What the task asks:
Look through the data below for the line with "repository dce2d9962d9ba68b" and the line with "use std::hash::Hash;", then output those two and all lines in between, exactly as written.

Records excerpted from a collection
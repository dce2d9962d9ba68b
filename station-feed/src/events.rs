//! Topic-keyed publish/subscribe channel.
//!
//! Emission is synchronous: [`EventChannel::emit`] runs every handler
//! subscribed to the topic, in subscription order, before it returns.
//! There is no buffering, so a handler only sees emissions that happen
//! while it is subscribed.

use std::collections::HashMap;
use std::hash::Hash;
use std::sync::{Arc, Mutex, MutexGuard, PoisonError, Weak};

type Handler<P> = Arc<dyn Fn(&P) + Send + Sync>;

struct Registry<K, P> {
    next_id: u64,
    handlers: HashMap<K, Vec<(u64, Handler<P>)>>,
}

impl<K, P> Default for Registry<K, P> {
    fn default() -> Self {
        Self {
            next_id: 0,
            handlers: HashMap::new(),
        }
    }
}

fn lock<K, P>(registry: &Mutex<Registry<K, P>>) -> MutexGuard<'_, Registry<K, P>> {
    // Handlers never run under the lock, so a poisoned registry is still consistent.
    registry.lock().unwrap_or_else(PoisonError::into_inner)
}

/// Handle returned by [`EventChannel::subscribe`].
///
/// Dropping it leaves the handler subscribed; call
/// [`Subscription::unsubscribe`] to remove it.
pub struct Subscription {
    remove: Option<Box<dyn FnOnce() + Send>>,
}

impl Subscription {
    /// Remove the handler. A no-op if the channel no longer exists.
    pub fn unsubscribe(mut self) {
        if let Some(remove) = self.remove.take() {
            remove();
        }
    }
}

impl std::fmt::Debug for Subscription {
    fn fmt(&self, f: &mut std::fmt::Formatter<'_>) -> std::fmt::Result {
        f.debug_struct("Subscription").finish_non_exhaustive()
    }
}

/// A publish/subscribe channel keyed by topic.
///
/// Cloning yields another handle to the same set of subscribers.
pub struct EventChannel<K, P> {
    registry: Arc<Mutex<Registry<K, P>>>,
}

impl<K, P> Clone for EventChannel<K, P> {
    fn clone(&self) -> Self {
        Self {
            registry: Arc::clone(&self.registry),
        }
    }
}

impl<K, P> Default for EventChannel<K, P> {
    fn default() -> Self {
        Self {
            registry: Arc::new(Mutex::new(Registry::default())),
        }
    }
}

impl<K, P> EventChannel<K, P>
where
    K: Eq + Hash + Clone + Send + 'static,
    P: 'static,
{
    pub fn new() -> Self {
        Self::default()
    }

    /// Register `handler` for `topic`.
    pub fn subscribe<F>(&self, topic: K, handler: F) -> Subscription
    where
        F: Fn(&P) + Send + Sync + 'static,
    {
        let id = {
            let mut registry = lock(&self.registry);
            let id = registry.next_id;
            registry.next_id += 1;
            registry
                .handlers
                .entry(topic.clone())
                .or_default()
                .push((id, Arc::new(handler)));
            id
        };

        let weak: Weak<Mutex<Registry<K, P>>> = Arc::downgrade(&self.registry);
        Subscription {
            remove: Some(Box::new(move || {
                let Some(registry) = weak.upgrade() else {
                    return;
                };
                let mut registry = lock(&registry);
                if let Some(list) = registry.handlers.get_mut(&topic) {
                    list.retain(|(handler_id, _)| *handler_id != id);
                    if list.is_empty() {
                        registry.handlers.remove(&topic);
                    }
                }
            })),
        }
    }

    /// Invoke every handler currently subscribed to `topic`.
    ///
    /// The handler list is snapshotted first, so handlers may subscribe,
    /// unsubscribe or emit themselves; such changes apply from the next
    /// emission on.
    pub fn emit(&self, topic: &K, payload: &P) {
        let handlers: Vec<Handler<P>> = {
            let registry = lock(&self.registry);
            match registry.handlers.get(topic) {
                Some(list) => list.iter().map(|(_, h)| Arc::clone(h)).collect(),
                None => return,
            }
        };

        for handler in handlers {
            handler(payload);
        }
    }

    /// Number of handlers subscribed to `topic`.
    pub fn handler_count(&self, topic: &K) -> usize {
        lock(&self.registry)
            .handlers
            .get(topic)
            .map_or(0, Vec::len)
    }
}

* * *

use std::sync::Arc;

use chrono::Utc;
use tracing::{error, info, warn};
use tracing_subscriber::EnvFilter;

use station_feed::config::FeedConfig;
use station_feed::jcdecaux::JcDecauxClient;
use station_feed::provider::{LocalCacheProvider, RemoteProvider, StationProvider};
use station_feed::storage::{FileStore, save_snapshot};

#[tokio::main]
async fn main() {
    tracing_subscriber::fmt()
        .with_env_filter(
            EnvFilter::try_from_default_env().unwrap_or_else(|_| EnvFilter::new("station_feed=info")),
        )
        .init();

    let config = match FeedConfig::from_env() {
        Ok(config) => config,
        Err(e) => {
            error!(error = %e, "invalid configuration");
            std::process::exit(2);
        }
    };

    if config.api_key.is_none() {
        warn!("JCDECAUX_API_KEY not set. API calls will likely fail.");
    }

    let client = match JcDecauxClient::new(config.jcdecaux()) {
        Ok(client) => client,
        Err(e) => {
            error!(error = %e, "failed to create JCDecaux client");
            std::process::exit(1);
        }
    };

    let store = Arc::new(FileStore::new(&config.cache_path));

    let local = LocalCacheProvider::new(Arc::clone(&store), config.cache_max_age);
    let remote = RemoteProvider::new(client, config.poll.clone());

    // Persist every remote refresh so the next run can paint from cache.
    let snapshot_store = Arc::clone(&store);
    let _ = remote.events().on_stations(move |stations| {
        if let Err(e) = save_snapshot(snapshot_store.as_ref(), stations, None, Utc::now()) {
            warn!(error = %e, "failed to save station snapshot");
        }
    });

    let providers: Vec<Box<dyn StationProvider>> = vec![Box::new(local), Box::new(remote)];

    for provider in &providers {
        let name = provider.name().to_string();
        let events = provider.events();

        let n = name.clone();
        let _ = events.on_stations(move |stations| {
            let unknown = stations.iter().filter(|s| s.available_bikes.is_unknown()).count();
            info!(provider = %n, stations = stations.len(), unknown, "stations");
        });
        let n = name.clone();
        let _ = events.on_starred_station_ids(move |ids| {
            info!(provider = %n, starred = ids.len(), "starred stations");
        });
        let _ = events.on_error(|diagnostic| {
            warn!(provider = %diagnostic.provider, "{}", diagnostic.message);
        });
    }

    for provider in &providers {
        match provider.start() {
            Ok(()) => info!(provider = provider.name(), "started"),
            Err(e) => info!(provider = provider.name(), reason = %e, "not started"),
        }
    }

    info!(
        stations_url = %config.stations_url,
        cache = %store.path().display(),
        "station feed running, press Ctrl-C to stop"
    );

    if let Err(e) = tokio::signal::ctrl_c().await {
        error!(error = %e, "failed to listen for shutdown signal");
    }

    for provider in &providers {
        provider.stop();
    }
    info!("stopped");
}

Answer to the exercise:
repository dce2d9962d9ba68b
filename station-feed/src/events.rs
//! Topic-keyed publish/subscribe channel.
//!
//! Emission is synchronous: [`EventChannel::emit`] runs every handler
//! subscribed to the topic, in subscription order, before it returns.
//! There is no buffering, so a handler only sees emissions that happen
//! while it is subscribed.

use std::collections::HashMap;
use std::hash::Hash;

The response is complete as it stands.